→ **Work to be completed**
Everything from the first line of the entries through the line containing "std::ops::Range<i16>, len: usize)" is to be retyped exactly, and nothing beyond it.

→ **The input**
== Segment start ==
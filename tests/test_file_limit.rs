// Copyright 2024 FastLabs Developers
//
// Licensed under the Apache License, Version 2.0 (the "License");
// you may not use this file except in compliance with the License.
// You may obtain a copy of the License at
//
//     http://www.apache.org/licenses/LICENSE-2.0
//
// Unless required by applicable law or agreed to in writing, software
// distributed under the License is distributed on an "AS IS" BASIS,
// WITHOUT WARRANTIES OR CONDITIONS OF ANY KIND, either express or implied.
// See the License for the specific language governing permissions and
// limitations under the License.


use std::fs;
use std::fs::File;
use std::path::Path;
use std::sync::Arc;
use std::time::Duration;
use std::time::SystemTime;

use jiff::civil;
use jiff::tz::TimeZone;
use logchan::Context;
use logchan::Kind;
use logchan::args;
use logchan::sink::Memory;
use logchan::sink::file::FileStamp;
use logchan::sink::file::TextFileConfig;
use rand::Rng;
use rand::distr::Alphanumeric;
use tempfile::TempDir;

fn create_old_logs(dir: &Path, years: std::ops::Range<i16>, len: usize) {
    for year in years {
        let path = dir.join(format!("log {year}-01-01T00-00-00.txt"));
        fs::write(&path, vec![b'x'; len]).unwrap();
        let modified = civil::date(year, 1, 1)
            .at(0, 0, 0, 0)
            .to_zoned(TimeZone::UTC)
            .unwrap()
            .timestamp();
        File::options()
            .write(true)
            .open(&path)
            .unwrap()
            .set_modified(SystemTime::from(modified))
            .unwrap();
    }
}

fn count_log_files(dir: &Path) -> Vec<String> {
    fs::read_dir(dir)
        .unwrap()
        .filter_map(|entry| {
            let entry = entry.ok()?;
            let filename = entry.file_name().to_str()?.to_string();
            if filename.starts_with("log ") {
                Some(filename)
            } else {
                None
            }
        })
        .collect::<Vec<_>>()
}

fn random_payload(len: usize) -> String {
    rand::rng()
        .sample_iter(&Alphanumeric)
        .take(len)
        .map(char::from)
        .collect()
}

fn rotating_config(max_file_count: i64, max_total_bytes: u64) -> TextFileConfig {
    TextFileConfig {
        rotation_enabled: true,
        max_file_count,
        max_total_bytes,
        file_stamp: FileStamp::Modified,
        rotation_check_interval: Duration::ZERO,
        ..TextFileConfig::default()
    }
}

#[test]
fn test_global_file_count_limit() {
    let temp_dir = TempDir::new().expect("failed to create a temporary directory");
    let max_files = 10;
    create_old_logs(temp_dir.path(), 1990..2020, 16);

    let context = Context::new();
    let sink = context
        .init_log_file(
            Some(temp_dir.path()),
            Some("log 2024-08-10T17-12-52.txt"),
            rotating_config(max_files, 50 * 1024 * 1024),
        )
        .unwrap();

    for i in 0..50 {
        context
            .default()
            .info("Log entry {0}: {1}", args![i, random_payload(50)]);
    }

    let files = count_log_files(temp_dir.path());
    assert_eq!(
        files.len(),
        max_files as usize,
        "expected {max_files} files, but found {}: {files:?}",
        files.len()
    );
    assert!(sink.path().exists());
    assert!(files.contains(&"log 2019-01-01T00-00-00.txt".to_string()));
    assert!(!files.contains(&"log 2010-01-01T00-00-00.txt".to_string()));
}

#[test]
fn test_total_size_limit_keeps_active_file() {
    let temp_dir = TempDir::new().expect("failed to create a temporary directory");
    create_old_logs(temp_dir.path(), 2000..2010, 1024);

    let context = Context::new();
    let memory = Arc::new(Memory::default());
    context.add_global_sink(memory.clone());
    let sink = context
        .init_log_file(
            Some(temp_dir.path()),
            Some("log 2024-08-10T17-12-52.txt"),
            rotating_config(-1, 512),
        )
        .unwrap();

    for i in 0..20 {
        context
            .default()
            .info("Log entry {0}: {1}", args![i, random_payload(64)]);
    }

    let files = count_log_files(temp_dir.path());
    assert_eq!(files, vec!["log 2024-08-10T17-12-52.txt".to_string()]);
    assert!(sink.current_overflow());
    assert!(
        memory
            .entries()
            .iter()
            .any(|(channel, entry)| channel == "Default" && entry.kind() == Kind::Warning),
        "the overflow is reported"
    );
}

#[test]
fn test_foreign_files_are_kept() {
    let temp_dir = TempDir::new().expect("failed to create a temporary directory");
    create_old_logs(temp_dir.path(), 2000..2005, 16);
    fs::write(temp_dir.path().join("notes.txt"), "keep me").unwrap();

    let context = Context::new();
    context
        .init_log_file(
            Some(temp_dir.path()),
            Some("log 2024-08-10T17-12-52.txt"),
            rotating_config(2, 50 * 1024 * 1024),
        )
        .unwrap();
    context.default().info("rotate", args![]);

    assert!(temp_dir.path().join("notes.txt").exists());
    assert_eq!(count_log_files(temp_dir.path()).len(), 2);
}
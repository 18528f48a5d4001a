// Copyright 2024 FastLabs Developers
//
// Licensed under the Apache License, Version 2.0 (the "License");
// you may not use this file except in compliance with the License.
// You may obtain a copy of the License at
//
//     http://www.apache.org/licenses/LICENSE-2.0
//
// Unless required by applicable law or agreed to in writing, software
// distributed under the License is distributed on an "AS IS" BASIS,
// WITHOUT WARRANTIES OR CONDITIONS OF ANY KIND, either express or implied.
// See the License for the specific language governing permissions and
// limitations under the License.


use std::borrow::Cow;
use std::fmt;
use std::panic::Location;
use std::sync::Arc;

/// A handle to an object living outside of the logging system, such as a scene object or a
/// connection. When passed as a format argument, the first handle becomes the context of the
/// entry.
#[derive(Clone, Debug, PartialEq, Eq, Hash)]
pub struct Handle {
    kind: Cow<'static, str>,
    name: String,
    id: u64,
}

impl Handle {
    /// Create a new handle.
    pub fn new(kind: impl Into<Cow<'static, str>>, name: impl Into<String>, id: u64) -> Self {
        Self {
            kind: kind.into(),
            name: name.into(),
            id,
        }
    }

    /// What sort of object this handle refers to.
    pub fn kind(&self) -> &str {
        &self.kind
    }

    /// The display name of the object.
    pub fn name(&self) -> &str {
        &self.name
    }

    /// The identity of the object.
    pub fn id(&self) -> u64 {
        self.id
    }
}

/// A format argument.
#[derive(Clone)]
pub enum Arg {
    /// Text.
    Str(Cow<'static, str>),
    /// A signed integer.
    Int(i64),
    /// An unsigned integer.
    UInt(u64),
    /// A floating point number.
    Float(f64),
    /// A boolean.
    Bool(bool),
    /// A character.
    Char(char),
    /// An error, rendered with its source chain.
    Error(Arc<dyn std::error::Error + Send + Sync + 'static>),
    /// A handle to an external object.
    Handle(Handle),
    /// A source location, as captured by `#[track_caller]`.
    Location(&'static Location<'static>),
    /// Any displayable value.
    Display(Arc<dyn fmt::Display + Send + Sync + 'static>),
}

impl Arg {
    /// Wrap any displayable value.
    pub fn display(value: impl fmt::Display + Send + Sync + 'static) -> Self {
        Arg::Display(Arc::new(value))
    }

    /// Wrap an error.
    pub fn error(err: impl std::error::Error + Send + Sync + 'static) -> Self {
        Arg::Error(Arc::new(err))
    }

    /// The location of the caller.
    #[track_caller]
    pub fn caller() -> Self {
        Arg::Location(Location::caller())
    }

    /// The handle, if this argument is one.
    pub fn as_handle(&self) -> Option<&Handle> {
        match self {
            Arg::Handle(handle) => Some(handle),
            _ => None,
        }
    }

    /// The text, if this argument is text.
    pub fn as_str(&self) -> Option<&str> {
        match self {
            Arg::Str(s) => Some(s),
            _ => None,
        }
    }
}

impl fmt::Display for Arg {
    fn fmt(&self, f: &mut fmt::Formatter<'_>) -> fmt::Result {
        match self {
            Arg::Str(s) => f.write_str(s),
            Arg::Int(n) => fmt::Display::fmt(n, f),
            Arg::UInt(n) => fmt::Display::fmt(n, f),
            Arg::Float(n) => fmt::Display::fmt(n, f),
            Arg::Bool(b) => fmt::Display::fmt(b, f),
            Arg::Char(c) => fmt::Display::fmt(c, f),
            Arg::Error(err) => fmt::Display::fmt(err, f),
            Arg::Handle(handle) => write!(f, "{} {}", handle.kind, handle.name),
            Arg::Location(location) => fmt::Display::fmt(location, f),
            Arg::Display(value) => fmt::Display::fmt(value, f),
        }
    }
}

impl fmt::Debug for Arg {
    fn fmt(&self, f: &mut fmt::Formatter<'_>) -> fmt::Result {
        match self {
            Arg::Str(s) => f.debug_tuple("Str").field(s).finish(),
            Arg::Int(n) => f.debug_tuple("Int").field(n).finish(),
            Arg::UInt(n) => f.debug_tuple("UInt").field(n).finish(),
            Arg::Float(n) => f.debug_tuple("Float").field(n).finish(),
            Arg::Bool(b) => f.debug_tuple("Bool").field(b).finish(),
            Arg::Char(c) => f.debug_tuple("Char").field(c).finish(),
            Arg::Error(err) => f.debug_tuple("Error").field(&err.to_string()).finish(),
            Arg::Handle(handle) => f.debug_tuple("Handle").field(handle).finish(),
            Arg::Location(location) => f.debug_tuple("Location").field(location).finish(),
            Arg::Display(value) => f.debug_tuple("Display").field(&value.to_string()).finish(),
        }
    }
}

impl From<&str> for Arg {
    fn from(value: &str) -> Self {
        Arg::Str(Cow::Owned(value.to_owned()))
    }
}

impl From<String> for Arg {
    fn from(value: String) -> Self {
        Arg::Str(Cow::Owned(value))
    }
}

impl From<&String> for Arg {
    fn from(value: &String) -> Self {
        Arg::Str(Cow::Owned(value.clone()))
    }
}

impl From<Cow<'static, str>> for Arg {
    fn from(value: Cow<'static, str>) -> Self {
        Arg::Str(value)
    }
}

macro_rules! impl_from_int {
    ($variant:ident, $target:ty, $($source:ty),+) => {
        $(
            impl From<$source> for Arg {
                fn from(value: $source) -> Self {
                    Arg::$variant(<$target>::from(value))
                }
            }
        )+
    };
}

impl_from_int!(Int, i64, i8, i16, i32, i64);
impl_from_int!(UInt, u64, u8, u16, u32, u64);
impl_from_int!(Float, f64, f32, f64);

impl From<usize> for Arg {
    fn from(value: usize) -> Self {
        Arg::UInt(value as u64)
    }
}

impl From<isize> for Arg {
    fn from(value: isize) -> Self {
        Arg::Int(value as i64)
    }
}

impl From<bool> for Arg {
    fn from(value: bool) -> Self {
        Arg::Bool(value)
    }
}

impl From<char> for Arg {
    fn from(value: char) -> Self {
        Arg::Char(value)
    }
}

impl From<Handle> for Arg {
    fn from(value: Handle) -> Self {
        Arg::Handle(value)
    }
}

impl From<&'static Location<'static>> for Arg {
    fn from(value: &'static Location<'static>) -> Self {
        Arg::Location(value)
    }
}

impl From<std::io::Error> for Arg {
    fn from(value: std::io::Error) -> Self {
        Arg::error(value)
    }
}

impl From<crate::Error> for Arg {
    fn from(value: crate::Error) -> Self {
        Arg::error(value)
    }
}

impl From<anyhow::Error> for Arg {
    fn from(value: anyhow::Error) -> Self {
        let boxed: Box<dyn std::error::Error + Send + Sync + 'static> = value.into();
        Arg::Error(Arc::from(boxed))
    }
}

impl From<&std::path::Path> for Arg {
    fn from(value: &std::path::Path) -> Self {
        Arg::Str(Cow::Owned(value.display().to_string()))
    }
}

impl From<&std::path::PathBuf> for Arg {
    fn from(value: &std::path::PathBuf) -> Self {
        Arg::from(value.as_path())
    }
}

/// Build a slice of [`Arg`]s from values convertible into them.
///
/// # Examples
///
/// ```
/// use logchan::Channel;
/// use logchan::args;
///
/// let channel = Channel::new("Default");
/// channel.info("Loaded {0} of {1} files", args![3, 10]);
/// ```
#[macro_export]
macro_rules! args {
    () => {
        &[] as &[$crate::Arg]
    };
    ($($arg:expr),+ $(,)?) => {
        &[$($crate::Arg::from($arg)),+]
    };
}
== Segment end ==
→ **Expected answer**
filename tests/test_file_limit.rs
// Copyright 2024 FastLabs Developers
//
// Licensed under the Apache License, Version 2.0 (the "License");
// you may not use this file except in compliance with the License.
// You may obtain a copy of the License at
//
//     http://www.apache.org/licenses/LICENSE-2.0
//
// Unless required by applicable law or agreed to in writing, software
// distributed under the License is distributed on an "AS IS" BASIS,
// WITHOUT WARRANTIES OR CONDITIONS OF ANY KIND, either express or implied.
// See the License for the specific language governing permissions and
// limitations under the License.


use std::fs;
use std::fs::File;
use std::path::Path;
use std::sync::Arc;
use std::time::Duration;
use std::time::SystemTime;

use jiff::civil;
use jiff::tz::TimeZone;
use logchan::Context;
use logchan::Kind;
use logchan::args;
use logchan::sink::Memory;
use logchan::sink::file::FileStamp;
use logchan::sink::file::TextFileConfig;
use rand::Rng;
use rand::distr::Alphanumeric;
use tempfile::TempDir;

fn create_old_logs(dir: &Path, years: std::ops::Range<i16>, len: usize) {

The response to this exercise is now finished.